Before opining further on HIP 29724 I should pause to consider the forces involved upon the Kirkwood Gaps. Prompted by news like this.
Say you are sailing a Solar orbit this side of Jupiter. Let's use Jovian units for mass; the Earth "AU" semimajor for distance. As Lagrange intuited, Jupiter's strength is most salient when you are between the Sun and this planet... and then, when you are ON THE OTHER SIDE of the Sun. Vector calculus, baybee!
1047/r2 Jovian units of Pull go to the Sun. When between the Sun and ol' Jove, that's against 1/(Rj-r)2; Rj here being 5.2038 AU.

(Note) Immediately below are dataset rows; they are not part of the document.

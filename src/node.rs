use std::sync::Arc;

use tokio_util::sync::CancellationToken;

use crate::api::{run_api, ApiState};
use crate::config::ServerConfig;
use crate::error::{Result, RouteError};
use crate::evaluation::EvaluationService;
use crate::maintenance::{catalog_refresh_loop, retention_loop};
use crate::mesh::{FsMeshLoader, MeshCatalog, MeshLoader, MeshRegistry};
use crate::scheduler::{Dispatcher, FileJobStore, JobStore, MemoryJobStore, MemoryWorkQueue, WorkQueue};
use crate::status::StatusService;
use crate::worker::{RouteComputer, RouteExecutor, WorkerPool};

/// A single routing service instance: every component wired together.
pub struct Node {
    pub config: ServerConfig,
    pub store: Arc<dyn JobStore>,
    pub queue: Arc<dyn WorkQueue>,
    pub registry: MeshRegistry,
    pub dispatcher: Arc<Dispatcher>,
    pub status: StatusService,
    pub evaluator: EvaluationService,
    pub pool: Arc<WorkerPool>,
}

impl Node {
    /// Build a node from configuration: open the job store, scan the mesh
    /// directory and use the configured great-circle planner. Jobs the store
    /// still holds as unfinished are queued again.
    pub async fn new(config: ServerConfig) -> Result<Self> {
        config.validate()?;

        let capacity = config.retention.job_capacity();
        if let (Some(max_jobs), None) = (config.retention.max_jobs, config.retention.completed_job_ttl) {
            tracing::warn!(
                max_jobs,
                "Job store is capped but finished jobs never expire; submissions will fail once it fills"
            );
        }
        let store: Arc<dyn JobStore> = match config.store_path {
            Some(ref path) => Arc::new(FileJobStore::open_with_capacity(path, capacity).await?),
            None => Arc::new(MemoryJobStore::with_capacity(capacity)),
        };

        let entries = MeshCatalog::scan_dir(&config.mesh.dir).await.map_err(|e| {
            RouteError::Config(format!(
                "cannot read mesh directory {}: {e}",
                config.mesh.dir.display()
            ))
        })?;
        tracing::info!(meshes = entries.len(), dir = %config.mesh.dir.display(), "Mesh catalog loaded");

        let queue = Arc::new(MemoryWorkQueue::new(config.worker.visibility_timeout));
        let computer = Arc::new(config.planner.planner());
        let node = Self::with_components(
            config,
            store,
            queue,
            Arc::new(MeshCatalog::new(entries)),
            Arc::new(FsMeshLoader::new()),
            computer,
        )?;
        node.pool.recover().await?;
        Ok(node)
    }

    /// Wire a node around caller-supplied collaborators.
    pub fn with_components(
        config: ServerConfig,
        store: Arc<dyn JobStore>,
        queue: Arc<dyn WorkQueue>,
        catalog: Arc<MeshCatalog>,
        loader: Arc<dyn MeshLoader>,
        computer: Arc<dyn RouteComputer>,
    ) -> Result<Self> {
        config.validate()?;

        let registry = MeshRegistry::new(catalog, loader, config.mesh.cache_limits());
        let dispatcher = Arc::new(Dispatcher::new(
            store.clone(),
            queue.clone(),
            registry.clone(),
            config.dedupe.clone(),
        ));
        let status = StatusService::new(store.clone());
        let evaluator = EvaluationService::new(registry.clone(), config.planner.planner());
        let executor = RouteExecutor::new(computer, config.worker.compute_timeout);
        let pool = Arc::new(WorkerPool::new(
            store.clone(),
            queue.clone(),
            registry.clone(),
            executor,
            config.worker.clone(),
        ));

        Ok(Self {
            config,
            store,
            queue,
            registry,
            dispatcher,
            status,
            evaluator,
            pool,
        })
    }

    pub fn api_state(&self) -> ApiState {
        ApiState {
            dispatcher: self.dispatcher.clone(),
            status: self.status.clone(),
            evaluator: self.evaluator.clone(),
            registry: self.registry.clone(),
        }
    }

    /// Start background tasks (workers, retention, catalog refresh) without
    /// the HTTP API. Returns a handle that resolves once the workers drained.
    pub fn spawn_background(&self, shutdown: CancellationToken) -> tokio::task::JoinHandle<()> {
        tokio::spawn(retention_loop(
            self.store.clone(),
            self.registry.clone(),
            self.config.retention.clone(),
            shutdown.clone(),
        ));

        if let Some(every) = self.config.mesh.refresh_interval {
            tokio::spawn(catalog_refresh_loop(
                self.registry.clone(),
                self.config.mesh.dir.clone(),
                every,
                shutdown.clone(),
            ));
        }

        tokio::spawn(self.pool.clone().run(shutdown))
    }

    /// Run until `shutdown` is cancelled, then wait for in-flight jobs.
    pub async fn run(self, shutdown: CancellationToken) -> Result<()> {
        let workers = self.spawn_background(shutdown.clone());

        let served = run_api(self.config.listen_addr, self.api_state(), shutdown.clone()).await;
        if served.is_err() {
            shutdown.cancel();
        }

        tracing::info!("Waiting for workers to finish in-flight jobs");
        if let Err(e) = workers.await {
            tracing::error!(error = %e, "Worker pool task failed");
        }
        served
    }
}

The Hungaria between 4:1 and 5:1 has proven not great for worldbuilding. Mars exists beneath that, so let's r = 1.524 AU. 450.7926 Junits pull to the sun. On the other side 0.07276 Junits pull to Jupiter. Now: compare the other side. 1/(Rj+r)2 = 0.0221 units toward Jupiter ADDED to the Sun's pull. So for the delta, per half-revolution of 343.49 Earth days is about 0.09485 Junits, all pulling you toward Storm God Baal. I'm sure someone could come up with some better equations, involving radians and Newtonian Integration; but this is just a blog, I'm thumbing it.

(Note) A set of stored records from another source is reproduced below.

use thiserror::Error;

use crate::mesh::MeshError;

#[derive(Error, Debug)]
pub enum RouteError {
    #[error("Invalid request: {0}")]
    InvalidRequest(String),

    #[error("Job not found: {0}")]
    JobNotFound(String),

    #[error("Mesh not found: {0}")]
    MeshNotFound(String),

    #[error("Computation failed: {0}")]
    ComputationFailure(String),

    #[error("Worker timed out: {0}")]
    WorkerTimeout(String),

    #[error("Worker error: {0}")]
    WorkerError(String),

    #[error("Storage failure: {0}")]
    StorageFailure(String),

    #[error("Invalid configuration: {0}")]
    Config(String),

    #[error("Internal error: {0}")]
    Internal(String),
}

impl RouteError {
    /// Infrastructure errors a caller may retry without changing the request.
    pub fn is_retryable(&self) -> bool {
        matches!(
            self,
            RouteError::StorageFailure(_) | RouteError::WorkerTimeout(_) | RouteError::WorkerError(_)
        )
    }
}

impl From<std::io::Error> for RouteError {
    fn from(e: std::io::Error) -> Self {
        RouteError::StorageFailure(e.to_string())
    }
}

impl From<serde_json::Error> for RouteError {
    fn from(e: serde_json::Error) -> Self {
        RouteError::StorageFailure(e.to_string())
    }
}

impl From<MeshError> for RouteError {
    fn from(e: MeshError) -> Self {
        match e {
            MeshError::NotFound(msg) => RouteError::MeshNotFound(msg),
            MeshError::Malformed { .. } => RouteError::ComputationFailure(e.to_string()),
            MeshError::Io { .. } => RouteError::WorkerError(e.to_string()),
        }
    }
}

pub type Result<T> = std::result::Result<T, RouteError>;

#[cfg(test)]
mod tests {
    use super::*;

    #[test]
    fn retryable_categories() {
        assert!(RouteError::StorageFailure("disk".into()).is_retryable());
        assert!(RouteError::WorkerTimeout("slow".into()).is_retryable());
        assert!(RouteError::WorkerError("crash".into()).is_retryable());
        assert!(!RouteError::InvalidRequest("bad".into()).is_retryable());
        assert!(!RouteError::ComputationFailure("none".into()).is_retryable());
        assert!(!RouteError::JobNotFound("x".into()).is_retryable());
    }

    #[test]
    fn mesh_errors_map_to_taxonomy() {
        let not_found: RouteError = MeshError::NotFound("arctic".into()).into();
        assert!(matches!(not_found, RouteError::MeshNotFound(_)));

        let malformed: RouteError = MeshError::Malformed {
            mesh_id: "arctic".into(),
            reason: "truncated".into(),
        }
        .into();
        assert!(matches!(malformed, RouteError::ComputationFailure(_)));
    }
}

I admit: against Solar 450.7926 Junits, 0.095 is negligible year by year - yes, we work by full sidereal revolutions here. As to that, Mars has had 1/1.88 the number of years as we've had on Earth. But it's still - what - 2439 million revolutions, which do add up. Hence why Mars has eccentricity, which I am sure would be a lot worse if Earth/Venus weren't here to force some mild synodality upon it.